When dealing with logarithms, sometimes we need to convert them from one base to another for ease of calculation. This is where the change of base formula comes in handy. It allows you to write a logarithm of any base in terms of common logarithms (base 10) or natural logarithms (base e). The formula is:

• \[\log_b a = \frac{\log_k a}{\log_k b} \]

Here, "\(b\)" is the base you're converting from, and "\(a\)" is the number of which you are taking the logarithm. "\(k\)" can be any positive number, but usually, it is 10 or the natural base "e". This formula is extremely useful because it allows you to calculate logarithms with any base using a standard calculator, which typically supports only common and natural logarithms.
So, in our problem, to evaluate \(\log_{7} \frac{2}{9}\), you can use the change of base formula to express it as:

• \[ \frac{\log(2/9)}{\log(7)} \]

This makes the calculation straightforward and easy to manage with a standard calculator.

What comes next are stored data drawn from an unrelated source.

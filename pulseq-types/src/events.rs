use serde::{Deserialize, Serialize};

/// Число каналов градиента (X, Y, Z).
pub const NUM_GRADS: usize = 3;

/// Число слотов событий в одном блоке.
pub const NUM_EVENTS: usize = 7;

/// RF-импульс.
#[derive(Debug, Clone, Copy, PartialEq, Default, Serialize, Deserialize)]
pub struct RfEvent {
    /// Амплитуда (Гц)
    pub amplitude: f32,
    /// Форма огибающей амплитуды
    pub mag_shape: u32,
    /// Форма фазы
    pub phase_shape: u32,
    /// Задержка начала (0 для файлов до 1.2.0)
    pub delay: i64,
    /// Смещение частоты (Гц)
    pub freq_offset: f32,
    /// Смещение фазы (рад)
    pub phase_offset: f32,
}

/// Градиент произвольной формы.
#[derive(Debug, Clone, Copy, PartialEq, Serialize, Deserialize)]
pub struct ArbitraryGradient {
    pub amplitude: f32,
    /// Всегда > 0
    pub shape: u32,
    pub delay: i64,
}

/// Трапецеидальный градиент.
#[derive(Debug, Clone, Copy, PartialEq, Default, Serialize, Deserialize)]
pub struct TrapezoidGradient {
    pub amplitude: f32,
    pub ramp_up_time: i64,
    pub flat_time: i64,
    pub ramp_down_time: i64,
    pub delay: i64,
}

/// Градиентное событие: форма либо трапеция.
#[derive(Debug, Clone, Copy, PartialEq, Serialize, Deserialize)]
#[serde(tag = "type", rename_all = "snake_case")]
pub enum GradEvent {
    Arbitrary(ArbitraryGradient),
    Trapezoid(TrapezoidGradient),
}

/// Окно сбора данных.
#[derive(Debug, Clone, Copy, PartialEq, Default, Serialize, Deserialize)]
pub struct AdcEvent {
    /// Количество выборок
    pub num_samples: i64,
    /// Интервал дискретизации (нс)
    pub dwell_time: i64,
    pub delay: i64,
    pub freq_offset: f32,
    pub phase_offset: f32,
}

/// Внешний триггер.
#[derive(Debug, Clone, Copy, PartialEq, Eq, Default, Serialize, Deserialize)]
pub struct TriggerEvent {
    pub trigger_type: i32,
    pub duration: i64,
}

/// Управляющее событие: триггер или поворот системы координат градиентов.
#[derive(Debug, Clone, Copy, PartialEq, Serialize, Deserialize)]
#[serde(tag = "type", rename_all = "snake_case")]
pub enum ControlEvent {
    Trigger(TriggerEvent),
    Rotation {
        /// Матрица поворота 3×3, построчно
        rot_matrix: [[f64; 3]; 3],
    },
}

/// Слот события в строке блока, в порядке следования полей.
#[derive(Debug, Clone, Copy, PartialEq, Eq, Hash, Serialize, Deserialize)]
pub enum EventSlot {
    Delay,
    Rf,
    Gx,
    Gy,
    Gz,
    Adc,
    Ctrl,
}

/// Идентификаторы событий одного блока. 0 означает «событие отсутствует».
#[derive(Debug, Clone, Copy, PartialEq, Eq, Default, Serialize, Deserialize)]
pub struct EventIds {
    pub delay: u32,
    pub rf: u32,
    pub gx: u32,
    pub gy: u32,
    pub gz: u32,
    pub adc: u32,
    pub ctrl: u32,
}

impl GradEvent {
    /// Задержка начала градиента.
    pub fn delay(&self) -> i64 {
        match self {
            GradEvent::Arbitrary(g) => g.delay,
            GradEvent::Trapezoid(g) => g.delay,
        }
    }

    pub fn amplitude(&self) -> f32 {
        match self {
            GradEvent::Arbitrary(g) => g.amplitude,
            GradEvent::Trapezoid(g) => g.amplitude,
        }
    }

    pub fn is_arbitrary(&self) -> bool {
        matches!(self, GradEvent::Arbitrary(_))
    }

    pub fn is_trapezoid(&self) -> bool {
        matches!(self, GradEvent::Trapezoid(_))
    }
}

impl TrapezoidGradient {
    /// Полная длительность трапеции с учётом задержки; `None` при
    /// переполнении.
    pub fn total_time(&self) -> Option<i64> {
        self.ramp_up_time
            .checked_add(self.flat_time)?
            .checked_add(self.ramp_down_time)?
            .checked_add(self.delay)
    }
}

impl AdcEvent {
    /// `delay + numSamples × dwellTime / 1000` (dwell в нс → единицы файла);
    /// `None` при переполнении.
    pub fn total_time(&self) -> Option<i64> {
        let window = self.num_samples.checked_mul(self.dwell_time)? / 1000;
        self.delay.checked_add(window)
    }
}

impl ControlEvent {
    pub fn is_trigger(&self) -> bool {
        matches!(self, ControlEvent::Trigger(_))
    }

    pub fn is_rotation(&self) -> bool {
        matches!(self, ControlEvent::Rotation { .. })
    }
}

impl EventSlot {
    /// Все слоты в порядке полей строки `[BLOCKS]`.
    pub const ALL: [EventSlot; NUM_EVENTS] = [
        EventSlot::Delay,
        EventSlot::Rf,
        EventSlot::Gx,
        EventSlot::Gy,
        EventSlot::Gz,
        EventSlot::Adc,
        EventSlot::Ctrl,
    ];

    /// Канал градиента для слотов Gx/Gy/Gz.
    pub fn grad_channel(&self) -> Option<usize> {
        match self {
            EventSlot::Gx => Some(0),
            EventSlot::Gy => Some(1),
            EventSlot::Gz => Some(2),
            _ => None,
        }
    }
}

impl std::fmt::Display for EventSlot {
    fn fmt(
        &self,
        f: &mut std::fmt::Formatter<'_>,
    ) -> std::fmt::Result {
        let name = match self {
            EventSlot::Delay => "DELAY",
            EventSlot::Rf => "RF",
            EventSlot::Gx => "GX",
            EventSlot::Gy => "GY",
            EventSlot::Gz => "GZ",
            EventSlot::Adc => "ADC",
            EventSlot::Ctrl => "CTRL",
        };
        f.write_str(name)
    }
}

impl EventIds {
    /// Собирает идентификаторы из массива в порядке [`EventSlot::ALL`].
    pub fn from_array(ids: [u32; NUM_EVENTS]) -> Self {
        let [delay, rf, gx, gy, gz, adc, ctrl] = ids;
        Self {
            delay,
            rf,
            gx,
            gy,
            gz,
            adc,
            ctrl,
        }
    }

    pub fn get(
        &self,
        slot: EventSlot,
    ) -> u32 {
        match slot {
            EventSlot::Delay => self.delay,
            EventSlot::Rf => self.rf,
            EventSlot::Gx => self.gx,
            EventSlot::Gy => self.gy,
            EventSlot::Gz => self.gz,
            EventSlot::Adc => self.adc,
            EventSlot::Ctrl => self.ctrl,
        }
    }

    /// Идентификаторы градиентов по каналам X, Y, Z.
    pub fn grads(&self) -> [u32; NUM_GRADS] {
        [self.gx, self.gy, self.gz]
    }

    /// Пары (слот, id) для всех присутствующих событий.
    pub fn present(&self) -> impl Iterator<Item = (EventSlot, u32)> + '_ {
        EventSlot::ALL
            .into_iter()
            .map(move |slot| (slot, self.get(slot)))
            .filter(|&(_, id)| id != 0)
    }
}

#[cfg(test)]
mod tests {
    use super::*;

    #[test]
    fn test_event_ids_order() {
        let ids = EventIds::from_array([1, 2, 3, 4, 5, 6, 7]);
        let values: Vec<u32> = EventSlot::ALL.iter().map(|&s| ids.get(s)).collect();
        assert_eq!(values, vec![1, 2, 3, 4, 5, 6, 7]);
        assert_eq!(ids.grads(), [3, 4, 5]);
    }

    #[test]
    fn test_present_skips_zero_slots() {
        let ids = EventIds::from_array([0, 5, 0, 0, 9, 0, 0]);
        let present: Vec<_> = ids.present().collect();
        assert_eq!(present, vec![(EventSlot::Rf, 5), (EventSlot::Gz, 9)]);
    }

    #[test]
    fn test_trapezoid_total_time() {
        let trap = TrapezoidGradient {
            amplitude: 1.0,
            ramp_up_time: 100,
            flat_time: 1000,
            ramp_down_time: 100,
            delay: 50,
        };
        assert_eq!(trap.total_time(), Some(1250));

        let huge = TrapezoidGradient {
            flat_time: i64::MAX,
            ..trap
        };
        assert_eq!(huge.total_time(), None);
    }

    #[test]
    fn test_adc_total_time_floors() {
        let adc = AdcEvent {
            num_samples: 3,
            dwell_time: 333,
            delay: 10,
            ..Default::default()
        };
        // 3 × 333 / 1000 = 0.999 → 0
        assert_eq!(adc.total_time(), Some(10));
    }

    #[test]
    fn test_adc_total_time_overflow() {
        let adc = AdcEvent {
            num_samples: 10_000_000_000,
            dwell_time: 10_000_000_000,
            ..Default::default()
        };
        assert_eq!(adc.total_time(), None);
    }

    #[test]
    fn test_grad_channel() {
        assert_eq!(EventSlot::Gx.grad_channel(), Some(0));
        assert_eq!(EventSlot::Gz.grad_channel(), Some(2));
        assert_eq!(EventSlot::Adc.grad_channel(), None);
    }
}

The common logarithm, often referred to as log base 10 or simply \(\log\), is a type of logarithm that uses 10 as its base. This type of logarithm is widely used due to its prevalence in scientific calculations, and it is often the default setting in many electronic calculators.
The common logarithm of a number, \(x\), is written as \(\log_{10}x\) or just \(\log x\) when the base is implicitly understood to be 10. Calculating a common logarithm is often necessary when dealing with problems like the one in the exercise, as calculators are typically configured to handle these calculations more readily than other bases.
In the given exercise, when you see \(\log\), remember it's a shorthand for the common logarithm. Thus, when applying the change of base formula, \(\log(2/9)\) and \(\log(7)\) both refer explicitly to logarithms with a base of 10.

Using a calculator effectively is crucial when dealing with more complex operations like logarithms, especially when rounding is required. Most calculators perform common and natural logarithms, showing their results as decimals. Here's a simple guide to calculate log values and avoid common mistakes:

• **Identify the function:** Ensure your calculator is set to calculate logarithms, usually signified by a key labeled \(\log\) for base 10 or \(ln\) for base e.
• **Input the values correctly:** For an expression like \(\frac{\log(2/9)}{\log(7)}\), first calculate the log of the numerator \(\log(2/9)\) and the log of the denominator \(\log(7)\) separately.
• **Perform division:** Once you have both values, divide them to get the final answer.
• **Rounding the result:** Remember to round your answer to three decimal places for precision as required in most exercises or agreements.

These steps will ensure that you not only arrive at the correct solution, but also enhance your understanding and confidence when operating similar tasks with logarithmic calculations.